WHAT IS BEING ASKED ::
Examine the entries and show every line in which the word "over" is found.

RECORD EXTRACTS Start Marker

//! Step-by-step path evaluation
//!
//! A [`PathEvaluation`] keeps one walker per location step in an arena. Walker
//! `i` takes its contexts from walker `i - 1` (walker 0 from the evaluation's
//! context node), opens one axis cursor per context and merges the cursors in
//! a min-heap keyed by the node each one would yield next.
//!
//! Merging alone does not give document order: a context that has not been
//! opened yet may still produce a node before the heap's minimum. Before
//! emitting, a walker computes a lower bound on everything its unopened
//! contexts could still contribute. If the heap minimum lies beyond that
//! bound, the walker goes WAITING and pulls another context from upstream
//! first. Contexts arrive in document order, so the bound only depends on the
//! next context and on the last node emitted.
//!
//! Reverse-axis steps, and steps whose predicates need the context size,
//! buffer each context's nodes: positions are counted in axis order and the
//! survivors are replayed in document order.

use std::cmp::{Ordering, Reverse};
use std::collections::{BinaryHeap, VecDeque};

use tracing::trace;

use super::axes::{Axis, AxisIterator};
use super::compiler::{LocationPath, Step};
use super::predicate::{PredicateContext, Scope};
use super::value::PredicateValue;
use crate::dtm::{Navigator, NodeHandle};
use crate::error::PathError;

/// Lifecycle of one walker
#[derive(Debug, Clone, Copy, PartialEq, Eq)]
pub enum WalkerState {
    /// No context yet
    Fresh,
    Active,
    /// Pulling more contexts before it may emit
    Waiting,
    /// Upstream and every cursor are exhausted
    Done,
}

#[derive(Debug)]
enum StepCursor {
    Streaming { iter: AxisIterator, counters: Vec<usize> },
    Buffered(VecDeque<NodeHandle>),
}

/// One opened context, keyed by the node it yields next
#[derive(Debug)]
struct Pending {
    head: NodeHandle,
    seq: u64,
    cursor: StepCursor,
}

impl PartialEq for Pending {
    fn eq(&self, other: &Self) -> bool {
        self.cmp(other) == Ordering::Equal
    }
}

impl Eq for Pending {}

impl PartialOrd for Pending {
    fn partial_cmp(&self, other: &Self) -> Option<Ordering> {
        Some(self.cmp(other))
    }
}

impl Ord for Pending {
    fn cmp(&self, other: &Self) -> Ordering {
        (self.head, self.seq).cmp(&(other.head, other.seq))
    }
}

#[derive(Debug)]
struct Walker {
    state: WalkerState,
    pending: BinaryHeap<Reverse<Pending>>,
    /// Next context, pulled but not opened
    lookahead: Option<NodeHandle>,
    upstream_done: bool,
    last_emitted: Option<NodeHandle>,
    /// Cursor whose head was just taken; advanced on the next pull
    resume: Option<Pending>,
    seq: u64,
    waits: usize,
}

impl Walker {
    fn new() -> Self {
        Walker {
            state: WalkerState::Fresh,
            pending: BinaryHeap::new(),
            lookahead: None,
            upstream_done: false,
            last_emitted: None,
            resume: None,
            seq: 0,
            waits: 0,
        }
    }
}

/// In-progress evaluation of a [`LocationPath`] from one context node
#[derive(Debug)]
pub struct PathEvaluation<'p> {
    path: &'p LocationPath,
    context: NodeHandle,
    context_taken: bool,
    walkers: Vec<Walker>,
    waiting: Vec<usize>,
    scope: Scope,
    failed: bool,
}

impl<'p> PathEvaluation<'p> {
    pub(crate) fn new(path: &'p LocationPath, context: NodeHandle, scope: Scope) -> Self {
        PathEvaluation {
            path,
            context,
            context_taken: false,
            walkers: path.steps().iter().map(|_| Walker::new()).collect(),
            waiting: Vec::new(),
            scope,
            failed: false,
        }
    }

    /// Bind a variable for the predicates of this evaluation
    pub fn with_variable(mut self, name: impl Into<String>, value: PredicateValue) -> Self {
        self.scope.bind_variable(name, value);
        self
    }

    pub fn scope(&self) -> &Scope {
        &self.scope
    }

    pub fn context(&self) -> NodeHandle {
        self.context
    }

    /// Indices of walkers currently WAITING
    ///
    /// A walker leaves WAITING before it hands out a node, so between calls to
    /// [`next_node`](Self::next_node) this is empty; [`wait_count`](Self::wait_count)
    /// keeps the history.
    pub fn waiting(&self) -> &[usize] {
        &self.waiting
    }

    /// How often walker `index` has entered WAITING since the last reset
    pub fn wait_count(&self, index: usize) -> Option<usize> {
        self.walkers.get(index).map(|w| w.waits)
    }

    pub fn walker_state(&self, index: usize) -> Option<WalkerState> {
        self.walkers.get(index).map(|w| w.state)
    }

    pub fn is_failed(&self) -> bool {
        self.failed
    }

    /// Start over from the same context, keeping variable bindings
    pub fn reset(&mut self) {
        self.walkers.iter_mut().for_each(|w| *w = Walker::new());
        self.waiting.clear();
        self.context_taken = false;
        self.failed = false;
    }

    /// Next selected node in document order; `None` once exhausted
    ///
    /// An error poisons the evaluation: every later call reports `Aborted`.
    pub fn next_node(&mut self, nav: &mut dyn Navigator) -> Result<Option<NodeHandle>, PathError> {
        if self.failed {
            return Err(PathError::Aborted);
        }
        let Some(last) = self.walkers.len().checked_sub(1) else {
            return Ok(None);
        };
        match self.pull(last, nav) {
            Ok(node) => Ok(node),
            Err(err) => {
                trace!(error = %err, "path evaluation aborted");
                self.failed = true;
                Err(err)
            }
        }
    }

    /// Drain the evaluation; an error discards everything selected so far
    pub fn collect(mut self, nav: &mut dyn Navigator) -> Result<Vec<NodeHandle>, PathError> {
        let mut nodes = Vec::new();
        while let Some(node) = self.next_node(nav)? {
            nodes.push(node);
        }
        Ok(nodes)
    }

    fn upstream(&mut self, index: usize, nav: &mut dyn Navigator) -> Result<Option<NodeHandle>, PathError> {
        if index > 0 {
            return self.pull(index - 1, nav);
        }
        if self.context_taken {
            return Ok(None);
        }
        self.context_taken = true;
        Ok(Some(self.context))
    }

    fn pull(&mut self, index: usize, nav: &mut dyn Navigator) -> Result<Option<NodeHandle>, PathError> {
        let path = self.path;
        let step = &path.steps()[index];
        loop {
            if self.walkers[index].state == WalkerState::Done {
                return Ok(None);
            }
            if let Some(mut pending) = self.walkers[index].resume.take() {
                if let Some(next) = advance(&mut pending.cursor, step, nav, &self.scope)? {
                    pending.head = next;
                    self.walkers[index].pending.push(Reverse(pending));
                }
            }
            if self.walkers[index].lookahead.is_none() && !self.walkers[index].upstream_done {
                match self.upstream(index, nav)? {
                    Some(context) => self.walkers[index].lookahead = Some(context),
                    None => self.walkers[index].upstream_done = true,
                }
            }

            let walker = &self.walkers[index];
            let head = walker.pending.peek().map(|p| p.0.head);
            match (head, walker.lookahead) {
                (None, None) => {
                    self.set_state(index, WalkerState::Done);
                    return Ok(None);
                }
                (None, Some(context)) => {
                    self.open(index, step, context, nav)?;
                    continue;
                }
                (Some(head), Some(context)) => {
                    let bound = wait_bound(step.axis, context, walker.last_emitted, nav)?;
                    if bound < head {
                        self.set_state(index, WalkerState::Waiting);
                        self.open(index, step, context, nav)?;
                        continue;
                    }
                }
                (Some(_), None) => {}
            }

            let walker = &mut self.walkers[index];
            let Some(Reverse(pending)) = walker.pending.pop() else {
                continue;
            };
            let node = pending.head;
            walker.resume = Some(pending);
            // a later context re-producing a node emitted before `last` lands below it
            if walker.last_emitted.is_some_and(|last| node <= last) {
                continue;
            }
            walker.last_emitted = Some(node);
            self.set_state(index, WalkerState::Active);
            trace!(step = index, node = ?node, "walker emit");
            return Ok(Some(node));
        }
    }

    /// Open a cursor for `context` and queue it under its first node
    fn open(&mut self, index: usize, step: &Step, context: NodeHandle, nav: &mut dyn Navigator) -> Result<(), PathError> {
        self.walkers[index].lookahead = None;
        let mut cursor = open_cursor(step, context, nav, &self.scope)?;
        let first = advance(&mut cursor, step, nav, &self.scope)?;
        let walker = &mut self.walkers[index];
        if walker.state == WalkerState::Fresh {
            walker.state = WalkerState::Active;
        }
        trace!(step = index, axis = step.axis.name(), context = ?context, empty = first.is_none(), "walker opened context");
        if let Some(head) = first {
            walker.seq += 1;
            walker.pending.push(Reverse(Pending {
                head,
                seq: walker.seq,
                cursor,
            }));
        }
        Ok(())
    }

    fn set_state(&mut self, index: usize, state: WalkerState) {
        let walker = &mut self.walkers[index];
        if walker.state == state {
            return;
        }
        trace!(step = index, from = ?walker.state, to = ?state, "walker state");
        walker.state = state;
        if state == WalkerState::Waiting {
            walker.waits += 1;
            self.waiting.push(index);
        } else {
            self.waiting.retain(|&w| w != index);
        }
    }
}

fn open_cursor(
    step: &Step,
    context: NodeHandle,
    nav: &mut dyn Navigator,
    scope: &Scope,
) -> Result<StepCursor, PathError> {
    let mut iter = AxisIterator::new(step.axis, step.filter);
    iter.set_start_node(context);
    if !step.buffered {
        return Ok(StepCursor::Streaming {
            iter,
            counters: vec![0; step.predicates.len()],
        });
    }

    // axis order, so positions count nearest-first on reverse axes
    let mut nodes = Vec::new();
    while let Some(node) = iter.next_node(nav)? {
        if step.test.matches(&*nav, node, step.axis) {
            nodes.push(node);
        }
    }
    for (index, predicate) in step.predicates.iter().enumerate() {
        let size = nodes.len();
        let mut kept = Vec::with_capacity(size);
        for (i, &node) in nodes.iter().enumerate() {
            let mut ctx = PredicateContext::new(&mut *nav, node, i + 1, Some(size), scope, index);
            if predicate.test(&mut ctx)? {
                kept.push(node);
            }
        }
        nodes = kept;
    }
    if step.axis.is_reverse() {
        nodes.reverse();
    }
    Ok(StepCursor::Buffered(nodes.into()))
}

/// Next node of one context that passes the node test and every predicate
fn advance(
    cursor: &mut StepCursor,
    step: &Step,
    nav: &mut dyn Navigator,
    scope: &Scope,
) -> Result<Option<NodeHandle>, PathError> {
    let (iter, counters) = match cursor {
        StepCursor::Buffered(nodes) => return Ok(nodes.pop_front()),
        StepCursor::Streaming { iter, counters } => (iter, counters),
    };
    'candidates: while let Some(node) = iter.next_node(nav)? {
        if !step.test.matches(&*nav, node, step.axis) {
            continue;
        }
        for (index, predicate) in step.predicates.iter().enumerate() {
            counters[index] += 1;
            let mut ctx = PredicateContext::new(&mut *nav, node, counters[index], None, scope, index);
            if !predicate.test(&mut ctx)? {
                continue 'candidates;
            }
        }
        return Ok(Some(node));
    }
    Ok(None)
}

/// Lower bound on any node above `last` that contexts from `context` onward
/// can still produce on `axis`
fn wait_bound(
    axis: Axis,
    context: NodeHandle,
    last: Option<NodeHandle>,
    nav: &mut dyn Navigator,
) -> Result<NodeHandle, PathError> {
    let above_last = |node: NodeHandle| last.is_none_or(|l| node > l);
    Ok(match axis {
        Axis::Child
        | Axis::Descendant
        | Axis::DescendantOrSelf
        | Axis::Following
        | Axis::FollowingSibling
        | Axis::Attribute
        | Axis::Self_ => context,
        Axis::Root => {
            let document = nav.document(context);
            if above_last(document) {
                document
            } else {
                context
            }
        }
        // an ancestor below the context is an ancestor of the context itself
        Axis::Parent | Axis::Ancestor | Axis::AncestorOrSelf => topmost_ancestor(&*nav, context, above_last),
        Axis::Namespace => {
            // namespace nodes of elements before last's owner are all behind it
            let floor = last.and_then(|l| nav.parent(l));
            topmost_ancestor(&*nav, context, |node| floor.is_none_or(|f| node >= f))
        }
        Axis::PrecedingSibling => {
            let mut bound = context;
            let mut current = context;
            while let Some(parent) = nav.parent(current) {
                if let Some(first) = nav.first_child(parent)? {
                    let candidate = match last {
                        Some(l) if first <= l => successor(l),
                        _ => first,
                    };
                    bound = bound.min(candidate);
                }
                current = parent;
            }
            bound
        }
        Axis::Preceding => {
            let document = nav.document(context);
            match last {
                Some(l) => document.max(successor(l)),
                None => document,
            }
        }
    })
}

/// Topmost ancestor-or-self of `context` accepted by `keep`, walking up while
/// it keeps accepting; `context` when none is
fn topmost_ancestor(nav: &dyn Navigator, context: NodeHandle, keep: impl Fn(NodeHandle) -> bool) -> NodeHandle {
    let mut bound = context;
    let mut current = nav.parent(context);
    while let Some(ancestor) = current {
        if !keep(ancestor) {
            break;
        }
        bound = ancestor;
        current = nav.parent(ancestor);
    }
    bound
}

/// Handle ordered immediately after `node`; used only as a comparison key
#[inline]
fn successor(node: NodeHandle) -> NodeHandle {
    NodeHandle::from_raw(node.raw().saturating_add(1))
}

RECORD EXTRACTS End Marker
RECORD EXTRACTS Start Marker

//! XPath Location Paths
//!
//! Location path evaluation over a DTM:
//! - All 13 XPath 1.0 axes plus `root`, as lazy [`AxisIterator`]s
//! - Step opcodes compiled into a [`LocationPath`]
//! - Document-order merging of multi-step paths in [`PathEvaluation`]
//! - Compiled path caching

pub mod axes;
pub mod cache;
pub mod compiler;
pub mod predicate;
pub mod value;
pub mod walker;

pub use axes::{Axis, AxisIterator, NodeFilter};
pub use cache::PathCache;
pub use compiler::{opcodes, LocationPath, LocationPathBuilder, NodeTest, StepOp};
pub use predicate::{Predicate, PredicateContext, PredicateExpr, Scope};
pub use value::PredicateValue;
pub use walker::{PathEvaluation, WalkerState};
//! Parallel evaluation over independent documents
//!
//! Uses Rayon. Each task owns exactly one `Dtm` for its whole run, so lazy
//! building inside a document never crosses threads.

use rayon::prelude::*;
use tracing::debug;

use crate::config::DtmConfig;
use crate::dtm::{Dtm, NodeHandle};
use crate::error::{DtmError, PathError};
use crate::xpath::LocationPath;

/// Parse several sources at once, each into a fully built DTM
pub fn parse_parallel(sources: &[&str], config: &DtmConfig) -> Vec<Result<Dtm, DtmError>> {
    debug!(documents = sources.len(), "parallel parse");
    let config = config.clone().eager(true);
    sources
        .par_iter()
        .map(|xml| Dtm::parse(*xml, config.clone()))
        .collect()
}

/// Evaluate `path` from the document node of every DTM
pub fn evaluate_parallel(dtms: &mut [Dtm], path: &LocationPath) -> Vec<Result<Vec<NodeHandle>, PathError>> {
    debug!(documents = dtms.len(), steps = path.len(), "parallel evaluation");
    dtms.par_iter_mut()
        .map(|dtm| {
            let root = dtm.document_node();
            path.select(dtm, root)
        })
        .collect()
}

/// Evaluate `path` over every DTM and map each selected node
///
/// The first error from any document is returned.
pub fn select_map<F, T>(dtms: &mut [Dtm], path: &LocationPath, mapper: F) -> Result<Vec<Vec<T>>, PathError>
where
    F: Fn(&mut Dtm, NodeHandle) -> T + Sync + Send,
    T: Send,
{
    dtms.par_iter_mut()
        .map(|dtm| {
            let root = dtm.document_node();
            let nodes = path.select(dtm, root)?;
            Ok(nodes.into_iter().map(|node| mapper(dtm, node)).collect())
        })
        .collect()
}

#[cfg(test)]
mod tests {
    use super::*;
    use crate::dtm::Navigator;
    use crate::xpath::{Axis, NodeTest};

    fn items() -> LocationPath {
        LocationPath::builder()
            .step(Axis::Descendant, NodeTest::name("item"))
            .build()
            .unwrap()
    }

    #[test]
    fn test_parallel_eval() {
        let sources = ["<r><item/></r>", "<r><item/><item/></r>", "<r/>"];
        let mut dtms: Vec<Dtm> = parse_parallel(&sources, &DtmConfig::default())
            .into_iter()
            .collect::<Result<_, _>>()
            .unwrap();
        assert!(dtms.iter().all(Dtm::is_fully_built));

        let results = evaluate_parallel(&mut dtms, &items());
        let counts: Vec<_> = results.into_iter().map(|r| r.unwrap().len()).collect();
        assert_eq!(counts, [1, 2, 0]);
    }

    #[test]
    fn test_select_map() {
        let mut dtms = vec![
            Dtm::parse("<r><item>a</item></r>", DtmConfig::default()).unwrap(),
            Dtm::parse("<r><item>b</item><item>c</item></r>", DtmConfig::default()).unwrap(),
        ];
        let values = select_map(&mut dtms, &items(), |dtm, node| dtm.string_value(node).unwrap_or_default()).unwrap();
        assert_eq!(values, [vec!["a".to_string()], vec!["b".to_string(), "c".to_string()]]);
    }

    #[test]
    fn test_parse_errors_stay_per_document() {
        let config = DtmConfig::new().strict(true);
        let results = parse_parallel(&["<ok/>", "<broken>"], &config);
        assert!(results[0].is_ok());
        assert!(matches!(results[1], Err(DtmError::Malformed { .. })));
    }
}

RECORD EXTRACTS End Marker
RECORD EXTRACTS Start Marker

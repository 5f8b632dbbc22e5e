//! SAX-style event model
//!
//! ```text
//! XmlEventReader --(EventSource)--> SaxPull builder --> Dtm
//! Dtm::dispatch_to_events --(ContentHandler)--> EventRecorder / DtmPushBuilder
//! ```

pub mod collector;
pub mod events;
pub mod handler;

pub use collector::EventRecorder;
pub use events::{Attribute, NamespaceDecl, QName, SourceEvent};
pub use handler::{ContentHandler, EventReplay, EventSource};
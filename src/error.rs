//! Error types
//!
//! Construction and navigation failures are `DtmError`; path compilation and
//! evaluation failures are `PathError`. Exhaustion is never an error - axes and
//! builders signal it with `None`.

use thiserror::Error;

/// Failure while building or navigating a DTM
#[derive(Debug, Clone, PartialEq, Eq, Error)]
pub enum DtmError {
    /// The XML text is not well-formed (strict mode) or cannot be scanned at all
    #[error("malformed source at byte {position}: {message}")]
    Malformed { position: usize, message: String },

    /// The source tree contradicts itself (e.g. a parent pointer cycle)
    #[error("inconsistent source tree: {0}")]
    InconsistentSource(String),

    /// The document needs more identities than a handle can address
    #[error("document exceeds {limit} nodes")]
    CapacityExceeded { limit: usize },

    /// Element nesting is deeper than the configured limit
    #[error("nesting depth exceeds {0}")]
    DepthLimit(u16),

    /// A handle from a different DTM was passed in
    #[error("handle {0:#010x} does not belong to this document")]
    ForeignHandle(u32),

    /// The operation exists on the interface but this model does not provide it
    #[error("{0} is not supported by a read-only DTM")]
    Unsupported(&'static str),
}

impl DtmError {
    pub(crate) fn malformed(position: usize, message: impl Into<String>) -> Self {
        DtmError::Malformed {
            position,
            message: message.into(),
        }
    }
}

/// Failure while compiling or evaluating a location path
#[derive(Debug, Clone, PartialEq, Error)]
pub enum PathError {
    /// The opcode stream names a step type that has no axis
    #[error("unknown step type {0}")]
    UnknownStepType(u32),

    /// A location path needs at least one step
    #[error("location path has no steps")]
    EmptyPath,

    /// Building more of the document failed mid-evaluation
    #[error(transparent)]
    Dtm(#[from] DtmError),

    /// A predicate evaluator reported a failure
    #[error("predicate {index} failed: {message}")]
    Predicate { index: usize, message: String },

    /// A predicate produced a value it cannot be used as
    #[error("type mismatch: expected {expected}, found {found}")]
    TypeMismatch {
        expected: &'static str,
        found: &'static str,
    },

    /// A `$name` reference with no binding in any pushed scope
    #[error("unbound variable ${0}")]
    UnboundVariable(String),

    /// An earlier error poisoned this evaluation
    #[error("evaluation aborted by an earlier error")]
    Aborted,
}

RECORD EXTRACTS End Marker

ANSWER ::
    /// Start over from the same context, keeping variable bindings
//! Location path evaluation over a DTM:
//! Parallel evaluation over independent documents
/// Evaluate `path` over every DTM and map each selected node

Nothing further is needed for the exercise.